In elementary statistics, given sample \(X_1, \dots, X_n\), we define confidence interval with significance level \(\alpha\) to be the interval \((a,b)\) such that \(\mathbb{P}_\theta( \theta \in (a,b) ) \geq 1 - \alpha\).

Note that \((a,b)\) depends on your sample, i.e., \(a = a(X_1, \dots, X_n), b = b(X_1, \dots, X_n)\).

It must be stressed that \(\theta\) is fixed and \((a,b)\) is random.

For higher dimension / different kinds of data, the notion of confidence interval is replaced by the notion of confidence set.

**Definition 3.6 **Given sample \(X_1, \dots, X_n\).
A *confidence set* associated with significance level \(\alpha\) is the set (random) \(C_n\) (depending on the sample)
such that
\[ \mathbb{P}_\theta(\theta \in C_n) \geq 1 - \alpha. \]

Confidence set is not a probability statement about the parameter \(\theta\). It is rather a statement about the uncertainty of your data.

**Example 3.1 (Example 6.14 in Wasserman) **Let \(\theta \in \mathbb{R}\). Let \(X_1, X_2\) RVs coming from the distribution
\(\mathbb{P}(X_i = 1) = \mathbb{P}(X_i = -1) = 1/2\).
Suppose \(Y_i = \theta + X_i\) are your observed data.
Define
\[ C = \begin{cases}
\{ Y_1 - 1\} & Y_1 = Y_2 \,, \\
\{ (Y_1 + Y_2)/2 \} & Y_1 \not= Y_2 \,.
\end{cases}\]

For all \(\theta\in \mathbb{R}\), \(\mathbb{P}_\theta(\theta \in C ) = 3/4\).

Suppose we get \(Y_1 = 9\), \(Y_2 = 11\), \(C = \{ 10 \}\). Then, for sure, \(\theta = 10\).

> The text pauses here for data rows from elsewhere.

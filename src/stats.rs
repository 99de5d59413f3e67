use crate::geometry::{Circle, overlap_fractions};
use crate::models::PlacedCircle;
use crate::packer::PackOutcome;
use serde::{Deserialize, Serialize};

/// Summary of one packing run.
#[derive(Debug, Clone, Serialize, Deserialize, PartialEq)]
pub struct PackSummary {
    pub requested: usize,
    pub placed: usize,
    pub dropped: usize,
    /// Placed circles whose radius hit a clamp.
    pub clamped: usize,
    /// Total placed area / canvas area.
    pub coverage: f64,
    /// Worst pairwise overlap, as a fraction of the smaller circle's area.
    pub max_overlap_fraction: f64,
    pub min_radius: Option<f64>,
    pub max_radius: Option<f64>,
}

/// Summarize `outcome` for `requested` input items on a `width` x `height` canvas.
pub fn summarize(outcome: &PackOutcome, requested: usize, width: f64, height: f64) -> PackSummary {
    let circles = outcome.circles();
    let placed_area: f64 = circles.iter().map(|c| c.area).sum();
    let canvas = width * height;
    let min_radius = circles.iter().map(|c| c.radius).min_by(|a, b| a.total_cmp(b));
    let max_radius = circles.iter().map(|c| c.radius).max_by(|a, b| a.total_cmp(b));
    PackSummary {
        requested,
        placed: circles.len(),
        dropped: outcome.dropped().len(),
        clamped: circles.iter().filter(|c| c.clamped).count(),
        coverage: if canvas > 0.0 { placed_area / canvas } else { 0.0 },
        max_overlap_fraction: max_overlap_fraction(circles),
        min_radius,
        max_radius,
    }
}

/// Largest overlap fraction over all pairs (0 for fewer than two circles).
pub fn max_overlap_fraction(circles: &[PlacedCircle]) -> f64 {
    let shapes: Vec<Circle> = circles
        .iter()
        .map(|c| Circle::new(c.x, c.y, c.radius))
        .collect();
    let mut worst = 0.0f64;
    for (i, a) in shapes.iter().enumerate() {
        for b in &shapes[i + 1..] {
            let (fa, fb) = overlap_fractions(a, b);
            worst = worst.max(fa).max(fb);
        }
    }
    worst
}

Therefore, \(\mathbb{P}(\theta \in C | Y_1, Y_2) = 1\).

**Exercise 3.3 **Recall Hoeffding’s inequality
\[ \mathbb{P}\left( \left| \frac{1}{n}\sum_{i=1}^n X_i \right| \geq t \right)
\leq 2 \exp\left( - \frac{2 n^2 t^2}{\sum_{i=1}^n (b_i - a_i)^2} \right) \]
for \(X_i \in [a_i, b_i]\) and \(\mathbb{E}X_i = 0\).

Apply this to the Bernoulli parametric model \[\mathcal{F} = \left\{ \mathbb{P}(X= 1) = p, \mathbb{P}(X = 0) = 1-p; p \in [0,1] \right\}.\]

**Question:** Suppose our sample comes from a Bernoulli distribution.
What is a confidence interval that gives significance level \(\alpha\)?

Try with two approaches: Hoeffding and Chebyshev.

**Exercise 3.4 **Let \(X_1, \ldots, X_n \sim \operatorname{Bernoulli}(p)\) and let \(\widehat{p}_n=n^{-1} \sum_{i=1}^n X_i\).

Compute \(\mathbb{V}( X_i)\) and \(\mathbb{V}(\hat p_n)\)

Suppose we don’t know \(\mathbb{V}(\hat p_n)\), so we use an estimator of this quantity \[\widehat{\mathrm{se}}^2 = {\widehat{p}_n\left(1-\widehat{p}_n\right) / n} \,.\] Convince yourself that, by the Central Limit Theorem, \(\widehat{p}_n \approx N\left(p, \widehat{\operatorname{se}}^2\right)\).

Find the confidence interval for the significance level \(\alpha\).

Compare this with the confidence interval in the previous exercise. You should see that the Normal-based interval is shorter but it only has approximately (when sample size is large ) correct coverage.